Stored data entries
▬▬▬▬▬▬

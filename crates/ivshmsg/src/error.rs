//! Error types.
//!
//! [`MsgError`] covers per-operation failures, none of which are fatal to the
//! endpoint. [`SetupError`] covers attaching to or formatting a mailbox, where
//! a failure unwinds whatever was built so far.

use std::io;
use std::time::Duration;

use crate::layout::LayoutError;

/// Errors from sending, receiving, and bridge framing.
#[derive(Debug, Clone, PartialEq, Eq)]
pub enum MsgError {
    /// Peer id has no mailslot in this layout.
    AddressOutOfRange { peer_id: i64 },
    /// Payload does not fit the mailslot (or the caller's buffer).
    OversizedPayload { len: usize, max: usize },
    /// Zero-length payloads are not sent.
    EmptyPayload,
    /// The SID does not name a reachable subnet.
    UnreachableDestination { sid: i32 },
    /// Own mailslot was still occupied at the deadline.
    SlotBusyTimeout {
        last_responder: u64,
        waited: Duration,
    },
    /// Nothing pending and the caller asked not to block.
    WouldBlock,
    /// A blocking wait was aborted.
    Interrupted,
    /// Fewer bytes were staged than requested.
    PartialTransfer { sent: usize, expected: usize },
    /// A bounded wait expired (busy retries exhausted, or no delivery in time).
    TimedOut,
    /// Bridge request could not be parsed.
    MalformedRequest(String),
}

impl std::fmt::Display for MsgError {
    fn fmt(&self, f: &mut std::fmt::Formatter<'_>) -> std::fmt::Result {
        match self {
            Self::AddressOutOfRange { peer_id } => {
                write!(f, "mailslot {} is out of range", peer_id)
            }
            Self::OversizedPayload { len, max } => {
                write!(f, "payload too large: {} bytes, max {}", len, max)
            }
            Self::EmptyPayload => write!(f, "empty payload"),
            Self::UnreachableDestination { sid } => {
                write!(f, "destination SID {} is unreachable", sid)
            }
            Self::SlotBusyTimeout {
                last_responder,
                waited,
            } => write!(
                f,
                "own mailslot still busy after {:?} (last responder {})",
                waited, last_responder
            ),
            Self::WouldBlock => write!(f, "no message pending"),
            Self::Interrupted => write!(f, "wait interrupted"),
            Self::PartialTransfer { sent, expected } => {
                write!(f, "partial transfer: {} of {} bytes", sent, expected)
            }
            Self::TimedOut => write!(f, "timed out"),
            Self::MalformedRequest(msg) => write!(f, "malformed request: {}", msg),
        }
    }
}

impl std::error::Error for MsgError {}

/// Errors from creating a mailbox or attaching an endpoint to it.
#[derive(Debug)]
pub enum SetupError {
    /// Mapping or file I/O failed.
    Io(io::Error),
    /// The region layout is unusable.
    Layout(LayoutError),
    /// The requested peer id has no mailslot.
    AddressOutOfRange { peer_id: u16 },
    /// The orchestrator stamped a different id into the slot.
    PeerIdMismatch { expected: u16, found: u64 },
    /// The supplied vector table cannot cover every event.
    InsufficientVectors { needed: u64, available: usize },
    /// An endpoint is already registered for this peer id.
    AlreadyAttached { peer_id: u16 },
    /// Vector numbers for this peer do not fit in 32 bits.
    VectorOverflow { peer_id: u16, n_events: u64 },
    /// The interrupt thread could not be started.
    Spawn(io::Error),
}

impl std::fmt::Display for SetupError {
    fn fmt(&self, f: &mut std::fmt::Formatter<'_>) -> std::fmt::Result {
        match self {
            Self::Io(e) => write!(f, "I/O error: {}", e),
            Self::Layout(e) => write!(f, "layout error: {}", e),
            Self::AddressOutOfRange { peer_id } => {
                write!(f, "peer id {} has no mailslot", peer_id)
            }
            Self::PeerIdMismatch { expected, found } => write!(
                f,
                "server-defined peer id {} does not match {}",
                found, expected
            ),
            Self::InsufficientVectors { needed, available } => write!(
                f,
                "need {} interrupt vectors, only {} available",
                needed, available
            ),
            Self::AlreadyAttached { peer_id } => {
                write!(f, "peer {} is already attached", peer_id)
            }
            Self::VectorOverflow { peer_id, n_events } => write!(
                f,
                "{} interrupt vectors for peer {} overflow the vector space",
                n_events, peer_id
            ),
            Self::Spawn(e) => write!(f, "failed to start interrupt thread: {}", e),
        }
    }
}

impl std::error::Error for SetupError {
    fn source(&self) -> Option<&(dyn std::error::Error + 'static)> {
        match self {
            Self::Io(e) | Self::Spawn(e) => Some(e),
            Self::Layout(e) => Some(e),
            _ => None,
        }
    }
}

impl From<LayoutError> for SetupError {
    fn from(e: LayoutError) -> Self {
        Self::Layout(e)
    }
}

pub type Result<T, E = MsgError> = std::result::Result<T, E>;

▬▬▬▬▬▬

◆ **What is needed**
Where a line of the data holds the word "requested", copy that line.

◆ **Expected answer**
    /// Fewer bytes were staged than requested.
    /// The requested peer id has no mailslot.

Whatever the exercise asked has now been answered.